From: Litmus Productions
Subject: Re: Development Finance

"Producers are actually just playing the numbers as they have no financial investment in a spec script. Development finance is the Holy Grail of the British film industry, my friend. Various producerial warriors who've been out on the trail for many decades claim to have glimpsed it, touched it even, in their long years of wandering. Us newbies, even those with credits under our belts, are made cynical long before our time by the mere mention of its existence and proliferation, especially when it comes from the mouths/pens/keyboards of writers, disingenuous or truly innocent."

There are producers who will pay for development if they have a deal with a financier. That's what their deals are meant to do. Hopes and vague promises are common currency, sure, but if the producer's not paying you and he's got a deal, make the judgement call as to your own worth, or at least level up the playing field and take it to a producer who CAN'T pay you, so you're at least in the same boat.

First-timers need a spec script. First rule, end of story. Otherwise how can anyone see whether you can write or not? We did c.15 drafts of ours before a financier came on board.

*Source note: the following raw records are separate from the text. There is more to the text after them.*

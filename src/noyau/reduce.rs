// src/noyau/reduce.rs
//
// Réduction des jetons en arbre de calcul, de gauche à droite, SANS priorité :
// "1 + 2 * 3" = (1 + 2) * 3. Seules les parenthèses groupent.
//
// État :
// - pile externe : parenthèse ouverte, ou opération incomplète (gauche + op)
//                  mise de côté pendant qu’on lit le groupe à droite
// - opérande gauche / droite, opération en attente
// - mode : on attend une opérande gauche ou droite
//
// Toute impasse -> ParseError avec une photo de l’état.

use super::calculation::Calculation;
use super::error::{CalcError, ParseError, ParserSnapshot, Result};
use super::jetons::{SpanKind, TokenSpan};
use super::number::Number;
use super::operand::{Operand, Operation};

enum StackEntry {
    NestingOpen,
    Incomplete { left: Operand, operation: Operation },
}

#[derive(Clone, Copy, Debug, PartialEq, Eq)]
enum OperandMode {
    Left,
    Right,
}

impl OperandMode {
    fn as_str(self) -> &'static str {
        match self {
            OperandMode::Left => "left",
            OperandMode::Right => "right",
        }
    }
}

struct ReduceState<'a> {
    text: &'a str,
    outer_stack: Vec<StackEntry>,
    left_operand: Option<Operand>,
    right_operand: Option<Operand>,
    operation: Option<Operation>,
    operand_mode: OperandMode,
}

/// Jetons (déjà validés par le scan) -> valeur seule ou arbre de calcul.
pub fn parse(text: &str, tokens: &[TokenSpan]) -> Result<Operand> {
    let mut state = ReduceState {
        text,
        outer_stack: Vec::new(),
        left_operand: None,
        right_operand: None,
        operation: None,
        operand_mode: OperandMode::Left,
    };

    let last = tokens.len().saturating_sub(1);
    for (index, span) in tokens.iter().enumerate() {
        match span.kind {
            SpanKind::NestingOpen => state.nesting_open(span)?,
            SpanKind::NestingClose => state.nesting_close(span, index == last)?,
            SpanKind::Numeric => state.numeric(span)?,
            SpanKind::Operation => state.operation(span)?,
            SpanKind::Ignore => return Err(state.error("jeton ignoré inattendu", Some(span))),
        }
    }

    state.finish()
}

impl<'a> ReduceState<'a> {
    fn error(&self, message: &str, span: Option<&TokenSpan>) -> CalcError {
        CalcError::Parse(ParseError {
            message: message.to_string(),
            state: ParserSnapshot {
                stack_depth: self.outer_stack.len(),
                left_operand: self.left_operand.as_ref().map(Operand::to_string_calculation),
                right_operand: self.right_operand.as_ref().map(Operand::to_string_calculation),
                operation: self.operation.map(Operation::symbol),
                operand_mode: self.operand_mode.as_str(),
            },
            span: span.copied(),
            text: self.text.to_string(),
        })
    }

    fn nesting_open(&mut self, span: &TokenSpan) -> Result<()> {
        if self.operand_mode == OperandMode::Left {
            self.outer_stack.push(StackEntry::NestingOpen);
            return Ok(());
        }

        match (self.left_operand.take(), self.operation) {
            (None, _) => {
                if matches!(self.outer_stack.last(), Some(StackEntry::Incomplete { .. })) {
                    return Ok(());
                }
                Err(self.error("parenthèse ouvrante sans opérande gauche", Some(span)))
            }
            (Some(left), None) => {
                self.left_operand = Some(left);
                Err(self.error("parenthèse ouvrante sans opération", Some(span)))
            }
            (Some(left), Some(operation)) => {
                self.outer_stack.push(StackEntry::Incomplete { left, operation });
                self.operation = None;
                self.right_operand = None;
                self.operand_mode = OperandMode::Left;
                Ok(())
            }
        }
    }

    fn numeric(&mut self, span: &TokenSpan) -> Result<()> {
        // "- 5" (moins unaire séparé par un blanc) -> "-5"
        let literal: String = span.text(self.text).chars().filter(|c| !c.is_whitespace()).collect();
        let number = Operand::Number(Number::create(literal)?);

        if self.operand_mode == OperandMode::Left {
            self.left_operand = Some(number);
            self.operand_mode = OperandMode::Right;
            return Ok(());
        }

        let Some(operation) = self.operation else {
            return Err(self.error("opérande droite sans opération", Some(span)));
        };
        let Some(left) = self.left_operand.take() else {
            return Err(self.error("opérande droite sans opérande gauche", Some(span)));
        };

        let mut reduced = Operand::Calculation(Calculation::new(left, operation, number));

        // le groupe courant était lui-même l’opérande droite d’une opération en attente
        if matches!(self.outer_stack.last(), Some(StackEntry::Incomplete { .. })) {
            if let Some(StackEntry::Incomplete { left, operation }) = self.outer_stack.pop() {
                reduced = Operand::Calculation(Calculation::new(left, operation, reduced));
            }
        }

        self.left_operand = Some(reduced);
        self.operation = None;
        self.right_operand = None;
        Ok(())
    }

    fn operation(&mut self, span: &TokenSpan) -> Result<()> {
        if self.left_operand.is_none() {
            return Err(self.error("opération sans opérande gauche", Some(span)));
        }
        if self.operation.is_some() {
            return Err(self.error("opération déjà en attente", Some(span)));
        }

        self.operation = Some(Operation::from_symbol(span.text(self.text))?);
        Ok(())
    }

    fn nesting_close(&mut self, span: &TokenSpan, is_last: bool) -> Result<()> {
        let complete = self.operation.is_none() && self.right_operand.is_none() && self.left_operand.is_some();

        match self.outer_stack.pop() {
            Some(StackEntry::NestingOpen) => {
                if complete {
                    Ok(())
                } else {
                    Err(self.error("parenthèse fermante sur un groupe incomplet", Some(span)))
                }
            }
            Some(StackEntry::Incomplete { left, operation }) => match self.left_operand.take() {
                Some(inner) if complete => {
                    self.left_operand = Some(Operand::Calculation(Calculation::new(left, operation, inner)));
                    self.operand_mode = OperandMode::Right;
                    Ok(())
                }
                inner => {
                    self.left_operand = inner;
                    Err(self.error("parenthèse fermante sur une opération incomplète", Some(span)))
                }
            },
            None => {
                if !is_last && (self.operation.is_some() || self.right_operand.is_some()) {
                    return Err(self.error("parenthèse fermante avec une analyse incomplète", Some(span)));
                }
                Ok(())
            }
        }
    }

    fn finish(mut self) -> Result<Operand> {
        if self.operation.is_none() && self.right_operand.is_none() && self.outer_stack.is_empty() {
            if let Some(left) = self.left_operand.take() {
                return Ok(left);
            }
        }
        Err(self.error("analyse terminée dans un état incomplet", None))
    }
}
// src/noyau/rational.rs
//
// Outils rationnels (BigRational) :
// - lecture d’un décimal, éventuellement périodique : "1.1(23)", "-0.(3)", ".5"
// - simplification bornée (plus petite réduite à ε près)
// - écriture avec période entre parenthèses : 4/3 -> "1.(3)"

use num_bigint::BigInt;
use num_rational::BigRational;
use num_traits::{One, Signed, Zero};
use once_cell::sync::Lazy;
use regex::Regex;

use std::collections::HashMap;

use super::decimal::pow10;

/// Au-delà, la période n’est plus cherchée (écriture tronquée).
const MAX_CYCLE_DIGITS: usize = 2000;

/// Chiffres écrits quand la période est trop longue.
const TRUNCATED_DIGITS: usize = 15;

static RE_DECIMAL_PERIODIQUE: Lazy<Regex> = Lazy::new(|| {
    Regex::new(r"^(-?)(\d*)(?:\.(\d*)(?:\((\d+)\))?)?$").unwrap()
});

/// ε = 2^-52 : borne la croissance des dénominateurs.
pub fn default_epsilon() -> BigRational {
    BigRational::new(BigInt::one(), BigInt::from(2).pow(52u32))
}

/// Lit un décimal (période optionnelle entre parenthèses) en rationnel exact.
///
/// valeur = (B - A) / (10^n · (10^m - 1)) avec
///   A = chiffres "entier + non périodique", B = A suivi de la période,
///   n = longueur non périodique, m = longueur de la période.
pub fn parse(text: &str) -> Option<BigRational> {
    let caps = RE_DECIMAL_PERIODIQUE.captures(text)?;

    let neg = !caps.get(1)?.as_str().is_empty();
    let int_part = caps.get(2).map_or("", |m| m.as_str());
    let frac_part = caps.get(3).map_or("", |m| m.as_str());
    let period = caps.get(4).map_or("", |m| m.as_str());

    if int_part.is_empty() && frac_part.is_empty() && period.is_empty() {
        return None;
    }
    // "1." sans chiffre ni période : refusé
    if text.ends_with('.') {
        return None;
    }

    let n = u32::try_from(frac_part.len()).ok()?;
    let a = digits_to_int(&format!("{int_part}{frac_part}"))?;

    let value = if period.is_empty() {
        BigRational::new(a, pow10(n))
    } else {
        let m = u32::try_from(period.len()).ok()?;
        let b = digits_to_int(&format!("{int_part}{frac_part}{period}"))?;
        BigRational::new(b - a, pow10(n) * (pow10(m) - BigInt::one()))
    };

    Some(if neg { -value } else { value })
}

fn digits_to_int(digits: &str) -> Option<BigInt> {
    if digits.is_empty() {
        return Some(BigInt::zero());
    }
    BigInt::parse_bytes(digits.as_bytes(), 10)
}

/// Dénominateur de la forme 2^a · 5^b : écriture décimale finie.
pub fn is_finite_decimal(r: &BigRational) -> bool {
    let mut d = r.denom().clone();
    for p in [BigInt::from(2), BigInt::from(5)] {
        while (&d % &p).is_zero() {
            d /= &p;
        }
    }
    d.is_one()
}

/// Première réduite (fraction continue) de |r| à moins de `eps` de |r|,
/// signe restauré. La dernière réduite est exacte : on trouve toujours.
pub fn simplify(r: &BigRational, eps: &BigRational) -> BigRational {
    let target = r.abs();

    let mut num = target.numer().clone();
    let mut den = target.denom().clone();

    // réduites h/k : h(-1)=1, h(-2)=0 ; k(-1)=0, k(-2)=1
    let (mut h_prev, mut h_prev2) = (BigInt::one(), BigInt::zero());
    let (mut k_prev, mut k_prev2) = (BigInt::zero(), BigInt::one());

    while !den.is_zero() {
        let a = &num / &den;
        let rem = &num - &a * &den;
        num = std::mem::replace(&mut den, rem);

        let h = &a * &h_prev + &h_prev2;
        let k = &a * &k_prev + &k_prev2;

        let candidate = BigRational::new(h.clone(), k.clone());
        if (&candidate - &target).abs() < *eps {
            return if r.is_negative() { -candidate } else { candidate };
        }

        h_prev2 = std::mem::replace(&mut h_prev, h);
        k_prev2 = std::mem::replace(&mut k_prev, k);
    }

    r.clone()
}

/// Écriture décimale, période entre parenthèses : "0.1(6)", "2.(8)", "-1".
/// Période trop longue : chiffres tronqués, zéros de fin retirés.
pub fn to_recurring_string(r: &BigRational) -> String {
    match recurring(r) {
        Ok(s) | Err(s) => s,
    }
}

/// Comme `to_recurring_string`, mais seulement si l’écriture est exacte.
pub fn exact_recurring_string(r: &BigRational) -> Option<String> {
    recurring(r).ok()
}

/// Ok : écriture exacte ; Err : écriture tronquée.
fn recurring(r: &BigRational) -> Result<String, String> {
    let mut out = String::new();
    if r.is_negative() {
        out.push('-');
    }

    let n = r.numer().abs();
    let d = r.denom().clone();

    out.push_str(&(&n / &d).to_str_radix(10));

    let mut rem = &n % &d;
    if rem.is_zero() {
        return Ok(out);
    }
    out.push('.');

    let ten = BigInt::from(10);
    let mut digits: Vec<u8> = Vec::new();
    let mut seen: HashMap<BigInt, usize> = HashMap::new();

    while !rem.is_zero() {
        if let Some(&start) = seen.get(&rem) {
            let (fixed, cycle) = digits.split_at(start);
            push_digits(&mut out, fixed);
            out.push('(');
            push_digits(&mut out, cycle);
            out.push(')');
            return Ok(out);
        }

        if digits.len() >= MAX_CYCLE_DIGITS {
            push_digits(&mut out, &digits[..TRUNCATED_DIGITS]);
            let kept = out.trim_end_matches('0').trim_end_matches('.').len();
            out.truncate(kept);
            return Err(out);
        }

        seen.insert(rem.clone(), digits.len());
        rem *= &ten;
        let digit = &rem / &d;
        rem -= &digit * &d;
        digits.push(digit.to_str_radix(10).as_bytes()[0] - b'0');
    }

    push_digits(&mut out, &digits);
    Ok(out)
}

fn push_digits(out: &mut String, digits: &[u8]) {
    for d in digits {
        out.push(char::from(b'0' + d));
    }
}

#[cfg(test)]
mod tests {
    use super::*;

    fn q(n: i64, d: i64) -> BigRational {
        BigRational::new(BigInt::from(n), BigInt::from(d))
    }

    #[test]
    fn lecture_periodique() {
        assert_eq!(parse("0.(3)"), Some(q(1, 3)));
        assert_eq!(parse("0.1(6)"), Some(q(1, 6)));
        assert_eq!(parse("1.1(23)"), Some(q(1112, 990)));
        assert_eq!(parse("-0.5"), Some(q(-1, 2)));
        assert_eq!(parse(".25"), Some(q(1, 4)));
        assert_eq!(parse("12"), Some(q(12, 1)));
        assert_eq!(parse("46.5(3)"), Some(q(698, 15)));
        assert_eq!(parse(""), None);
        assert_eq!(parse("1."), None);
        assert_eq!(parse("abc"), None);
    }

    #[test]
    fn ecriture_periodique() {
        assert_eq!(to_recurring_string(&q(4, 3)), "1.(3)");
        assert_eq!(to_recurring_string(&q(1, 6)), "0.1(6)");
        assert_eq!(to_recurring_string(&q(26, 9)), "2.(8)");
        assert_eq!(to_recurring_string(&q(-1, 1)), "-1");
        assert_eq!(to_recurring_string(&q(-1, 2)), "-0.5");
        assert_eq!(to_recurring_string(&q(1112, 990)), "1.1(23)");
        assert_eq!(to_recurring_string(&q(0, 1)), "0");
    }

    #[test]
    fn periode_trop_longue() {
        // période de 1666665 chiffres : écriture tronquée, sans zéros de fin
        let r = q(9999992, 9999991);
        assert_eq!(exact_recurring_string(&r), None);
        assert_eq!(to_recurring_string(&r), "1.00000010000009");
        assert_eq!(to_recurring_string(&q(-1, 9999991)), "-0.00000010000009");
        assert_eq!(exact_recurring_string(&q(1, 7)).as_deref(), Some("0.(142857)"));
    }

    #[test]
    fn decimal_fini() {
        assert!(is_finite_decimal(&q(3, 1)));
        assert!(is_finite_decimal(&q(-7, 40)));
        assert!(is_finite_decimal(&q(945410071684, 1000000000000)));
        assert!(!is_finite_decimal(&q(1, 6)));
        assert!(!is_finite_decimal(&q(1, 3)));
    }

    #[test]
    fn simplification_idempotente() {
        let eps = default_epsilon();
        let tiny = BigRational::new(BigInt::one(), pow10(25));
        for r in [q(1, 3) + tiny.clone(), q(355, 113) - tiny, q(-22, 7), q(1, 9999991)] {
            let once = simplify(&r, &eps);
            assert_eq!(simplify(&once, &eps), once, "r={r}");
        }
    }

    #[test]
    fn simplification_bornee() {
        let eps = default_epsilon();
        assert_eq!(simplify(&q(1, 3), &eps), q(1, 3));
        assert_eq!(simplify(&q(-1958483, 12500), &eps), q(-1958483, 12500));

        // 1/3 + 1/10^30 : indiscernable de 1/3 à ε près
        let tiny = BigRational::new(BigInt::one(), pow10(30));
        assert_eq!(simplify(&(q(1, 3) + tiny), &eps), q(1, 3));
    }
}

When they're on board, negotiate hard, though. But don't confuse an independent, living on whatever that woman who kept asking about us believes we live on, with a financier, or with an independent who has on-tap access to a financier's coffers.

"How much work should a writer do on the spec script to take on board a producer's notes before some development money is paid?"

Depends on what you think of the notes, what you think of the producer, what else you've got going on, etc. Does it get the script in a better selling shape?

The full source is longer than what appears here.